WORK INSTRUCTION: Please work out how many lines include the word "item" in the entries, and reply with only the count.

SUPPLIED MATERIAL:

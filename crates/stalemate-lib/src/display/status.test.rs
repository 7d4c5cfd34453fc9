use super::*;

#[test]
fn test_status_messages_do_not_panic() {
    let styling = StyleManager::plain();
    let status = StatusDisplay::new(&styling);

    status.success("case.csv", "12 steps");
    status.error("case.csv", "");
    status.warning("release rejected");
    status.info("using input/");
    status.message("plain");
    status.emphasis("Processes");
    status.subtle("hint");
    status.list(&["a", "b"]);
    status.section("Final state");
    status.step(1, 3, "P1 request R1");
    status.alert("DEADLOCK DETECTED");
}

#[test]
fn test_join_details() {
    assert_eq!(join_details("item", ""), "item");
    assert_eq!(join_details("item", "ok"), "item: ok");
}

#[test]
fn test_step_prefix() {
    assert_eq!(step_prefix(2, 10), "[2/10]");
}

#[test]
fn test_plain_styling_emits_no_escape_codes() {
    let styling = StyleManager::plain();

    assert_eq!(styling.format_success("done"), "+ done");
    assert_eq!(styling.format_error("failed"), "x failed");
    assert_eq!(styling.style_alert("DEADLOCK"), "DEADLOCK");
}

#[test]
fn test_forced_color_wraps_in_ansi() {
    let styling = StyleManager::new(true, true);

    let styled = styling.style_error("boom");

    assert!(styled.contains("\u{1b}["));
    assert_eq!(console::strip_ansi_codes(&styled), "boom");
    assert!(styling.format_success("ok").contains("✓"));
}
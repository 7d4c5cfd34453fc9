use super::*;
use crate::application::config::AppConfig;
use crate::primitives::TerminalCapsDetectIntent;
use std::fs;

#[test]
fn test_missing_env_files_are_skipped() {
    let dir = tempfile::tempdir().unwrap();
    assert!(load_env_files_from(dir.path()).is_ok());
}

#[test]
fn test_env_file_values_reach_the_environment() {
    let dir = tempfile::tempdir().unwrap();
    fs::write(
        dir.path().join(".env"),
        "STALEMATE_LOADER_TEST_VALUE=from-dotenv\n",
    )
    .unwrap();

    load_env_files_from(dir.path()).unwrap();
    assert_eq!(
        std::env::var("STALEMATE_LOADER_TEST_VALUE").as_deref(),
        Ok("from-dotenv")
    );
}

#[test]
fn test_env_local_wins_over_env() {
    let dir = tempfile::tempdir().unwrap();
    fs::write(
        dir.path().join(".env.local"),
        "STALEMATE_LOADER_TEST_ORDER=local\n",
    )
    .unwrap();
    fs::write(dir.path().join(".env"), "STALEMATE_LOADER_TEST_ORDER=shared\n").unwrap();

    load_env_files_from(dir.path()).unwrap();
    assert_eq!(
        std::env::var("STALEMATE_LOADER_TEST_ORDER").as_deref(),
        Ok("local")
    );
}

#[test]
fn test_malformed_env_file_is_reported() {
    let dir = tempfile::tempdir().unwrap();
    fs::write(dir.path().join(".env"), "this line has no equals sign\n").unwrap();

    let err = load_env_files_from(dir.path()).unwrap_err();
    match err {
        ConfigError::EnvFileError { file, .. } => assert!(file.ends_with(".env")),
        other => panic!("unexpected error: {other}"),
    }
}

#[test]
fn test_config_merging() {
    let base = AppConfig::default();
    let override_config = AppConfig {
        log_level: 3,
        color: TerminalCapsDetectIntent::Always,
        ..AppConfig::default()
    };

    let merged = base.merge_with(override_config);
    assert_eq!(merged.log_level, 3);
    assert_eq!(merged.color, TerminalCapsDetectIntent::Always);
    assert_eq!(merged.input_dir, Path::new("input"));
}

...

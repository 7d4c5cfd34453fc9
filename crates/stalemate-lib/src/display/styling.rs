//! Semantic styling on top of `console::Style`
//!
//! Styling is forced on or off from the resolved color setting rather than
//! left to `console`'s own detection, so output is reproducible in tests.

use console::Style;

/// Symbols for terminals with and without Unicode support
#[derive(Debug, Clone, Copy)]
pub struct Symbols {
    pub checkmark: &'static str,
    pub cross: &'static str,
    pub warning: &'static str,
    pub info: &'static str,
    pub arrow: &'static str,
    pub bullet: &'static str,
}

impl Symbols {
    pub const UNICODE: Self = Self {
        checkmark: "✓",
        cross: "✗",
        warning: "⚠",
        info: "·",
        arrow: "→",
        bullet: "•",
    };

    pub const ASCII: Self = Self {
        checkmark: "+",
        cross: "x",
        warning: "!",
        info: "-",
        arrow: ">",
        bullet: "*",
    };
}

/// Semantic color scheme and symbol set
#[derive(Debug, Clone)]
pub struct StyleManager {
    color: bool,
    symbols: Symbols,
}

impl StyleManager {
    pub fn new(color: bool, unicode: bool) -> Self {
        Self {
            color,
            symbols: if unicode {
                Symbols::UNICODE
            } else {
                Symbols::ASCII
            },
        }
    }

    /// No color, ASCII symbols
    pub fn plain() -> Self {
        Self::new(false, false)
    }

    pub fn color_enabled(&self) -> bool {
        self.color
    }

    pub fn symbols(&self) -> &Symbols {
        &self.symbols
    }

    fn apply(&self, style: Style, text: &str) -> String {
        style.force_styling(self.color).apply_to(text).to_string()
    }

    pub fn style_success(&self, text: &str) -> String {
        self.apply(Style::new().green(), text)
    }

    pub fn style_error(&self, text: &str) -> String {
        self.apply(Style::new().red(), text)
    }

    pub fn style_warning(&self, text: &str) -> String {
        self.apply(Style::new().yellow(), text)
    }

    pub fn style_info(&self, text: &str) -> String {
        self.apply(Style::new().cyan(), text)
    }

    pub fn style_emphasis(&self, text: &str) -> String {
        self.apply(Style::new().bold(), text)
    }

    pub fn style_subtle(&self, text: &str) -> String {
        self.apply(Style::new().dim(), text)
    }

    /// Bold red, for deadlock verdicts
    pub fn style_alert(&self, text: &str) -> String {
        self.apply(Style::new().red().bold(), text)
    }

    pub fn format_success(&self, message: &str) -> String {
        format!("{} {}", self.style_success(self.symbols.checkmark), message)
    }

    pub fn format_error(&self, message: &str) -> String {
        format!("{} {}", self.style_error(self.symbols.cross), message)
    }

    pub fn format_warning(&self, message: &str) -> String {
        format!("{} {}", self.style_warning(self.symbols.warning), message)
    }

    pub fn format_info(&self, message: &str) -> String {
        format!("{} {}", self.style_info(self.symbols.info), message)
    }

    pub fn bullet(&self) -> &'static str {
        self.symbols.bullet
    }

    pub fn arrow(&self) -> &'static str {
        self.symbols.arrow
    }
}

ANSWER SPACE: 2